To jedynie początek kontrowersyjnych sytuacji podczas przemówienia polityka. Gdy na mównicy zaczął przedstawiać sukces, jaki osiągnął ponownym wyborem obywateli, jednej z kongresmenów nie wytrzymał.
Al Green z Partii Demokratycznej wstał i zaczął krzyczeć, wymachując przy tym energicznie laską. Po jego słowach zareagowały służby. Mężczyzna został wyprowadzony z sali, a Donald Trump nie omieszkał skomentować takiego zachowania. Nieprzychylność innych mu nie służy .
Orędzie Donalda Trumpa przerwane.
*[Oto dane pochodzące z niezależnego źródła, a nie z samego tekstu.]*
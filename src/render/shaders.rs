//! WGSL sources for the two pipeline stages.
//!
//! The lighting math and the correction curve mirror the CPU reference in
//! `crate::shading`; keep the two in sync when changing either.

pub(crate) const SCENE_SHADER: &str = r#"
struct GlobalUniform {
    view: mat4x4<f32>,
    proj: mat4x4<f32>,
    eye_pos: vec4<f32>,
    light_dir: vec4<f32>,
}

struct MaterialParams {
    // rgb premultiplied by the ambient intensity
    ambient: vec4<f32>,
    diffuse: vec4<f32>,
    // rgb color, w intensity
    specular: vec4<f32>,
    // x specular power, y normal coloring, z procedural coloring, w textured
    extra: vec4<f32>,
}

struct ObjectUniform {
    world: mat4x4<f32>,
    world_inverse_transpose: mat4x4<f32>,
    material: MaterialParams,
}

@group(0) @binding(0)
var<uniform> globals: GlobalUniform;

@group(1) @binding(0)
var<uniform> object: ObjectUniform;

@group(2) @binding(0)
var diffuse_texture: texture_2d<f32>;
@group(2) @binding(1)
var diffuse_sampler: sampler;

struct VertexInput {
    @location(0) position: vec3<f32>,
    @location(1) normal: vec3<f32>,
    @location(2) uv: vec2<f32>,
}

struct VertexOutput {
    @builtin(position) clip_position: vec4<f32>,
    @location(0) world_pos: vec3<f32>,
    @location(1) normal: vec3<f32>,
    @location(2) uv: vec2<f32>,
}

@vertex
fn vs_main(input: VertexInput) -> VertexOutput {
    var out: VertexOutput;
    let world_pos = object.world * vec4<f32>(input.position, 1.0);
    out.clip_position = globals.proj * globals.view * world_pos;
    out.world_pos = world_pos.xyz;
    out.normal = (object.world_inverse_transpose * vec4<f32>(input.normal, 0.0)).xyz;
    out.uv = input.uv;
    return out;
}

fn checker(p: vec3<f32>) -> vec3<f32> {
    let cell = floor(p.x) + floor(p.y) + floor(p.z);
    let parity = cell - 2.0 * floor(cell * 0.5);
    return mix(vec3<f32>(0.1), vec3<f32>(0.9), vec3<f32>(parity));
}

@fragment
fn fs_main(input: VertexOutput) -> @location(0) vec4<f32> {
    let mat = object.material;
    let normal = normalize(input.normal);
    let texel = textureSample(diffuse_texture, diffuse_sampler, input.uv).rgb;

    var diffuse_term = mat.diffuse.rgb;
    if (mat.extra.w > 0.5) {
        diffuse_term = texel;
    }
    if (mat.extra.z > 0.5) {
        diffuse_term = checker(input.world_pos);
    }

    let light_dir = normalize(globals.light_dir.xyz);
    let n_dot_l = max(dot(normal, -light_dir), 0.0);

    let view_dir = normalize(globals.eye_pos.xyz - input.world_pos);
    let reflected = light_dir - 2.0 * dot(normal, light_dir) * normal;
    let r_dot_v = max(dot(reflected, view_dir), 0.0);
    let specular = mat.specular.rgb * mat.specular.w * pow(r_dot_v, mat.extra.x);

    var color = mat.ambient.rgb + diffuse_term * n_dot_l + specular;
    if (mat.extra.y > 0.5) {
        color = normal * 0.5 + vec3<f32>(0.5);
    }
    return vec4<f32>(color, 1.0);
}
"#;

pub(crate) const POST_SHADER: &str = r#"
struct PostParams {
    // x holds gamma, the rest is padding
    gamma: vec4<f32>,
}

@group(0) @binding(0)
var scene_texture: texture_2d<f32>;
@group(0) @binding(1)
var scene_sampler: sampler;
@group(0) @binding(2)
var<uniform> params: PostParams;

struct VertexOutput {
    @builtin(position) clip_position: vec4<f32>,
    @location(0) uv: vec2<f32>,
}

// Single triangle covering the whole viewport.
@vertex
fn vs_main(@builtin(vertex_index) index: u32) -> VertexOutput {
    var out: VertexOutput;
    let corner = vec2<f32>(f32((index << 1u) & 2u), f32(index & 2u));
    out.clip_position = vec4<f32>(corner * 2.0 - 1.0, 0.0, 1.0);
    out.uv = vec2<f32>(corner.x, 1.0 - corner.y);
    return out;
}

@fragment
fn fs_main(input: VertexOutput) -> @location(0) vec4<f32> {
    let color = textureSample(scene_texture, scene_sampler, input.uv);
    let gamma = max(params.gamma.x, 0.0001);
    let corrected = pow(max(color.rgb, vec3<f32>(0.0)), vec3<f32>(1.0 / gamma));
    return vec4<f32>(corrected, 1.0);
}
"#;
Mężczyznę wyprowadzono z Kongresu po tym, co powiedział
Donald Trump w czasie orędzia przypomniał o wyniku wyborów prezydenckich, nazywając je "mandatem", co nie spodobało się przedstawicielowi Demokratów. Al Green po jego słowach od razu wybuch i zaczął krzyczeć na cały kongres.
Nie masz mandatu, aby ciąć Medicaid! - powiedział, nawiązując do amerykańskiego programu pomocy socjalnej dla osób, których nie stać na prywatną opiekę zdrowotną.
Zaraz po tym zaczął skandować: "USA! USA!". Zachowanie kongresmena wzbudziło zamieszanie na sali i spowodowało interwencję służb. Spiker Mike Johnson wyprosił mężczyznę z posiedzenia.
Donald Trump po chwili chaosu wrócił do przemówienia, w którym skomentował zaistniałą sytuację. Oschle pochylił się nad przedstawicielami przeciwnej partii, którzy od samego początku prezydentury nie są mu przychylni.
To moje piąte takie przemówienie przed Kongresem i po raz kolejny patrzę na Demokratów przede mną i zdaję sobie sprawę, że nie ma absolutnie nic, co mógłbym powiedzieć, aby ich uszczęśliwić lub sprawić, aby wstali, uśmiechnęli się […] Mogę znaleźć lekarstwo na najbardziej wyniszczającą chorobę, mieć najwspanialszą gospodarkę w historii lub zatrzymać przestępczość do najniższego poziomu, jaki kiedykolwiek odnotowano. A ci ludzie siedzący tutaj nie będą klaskać - grzmiał.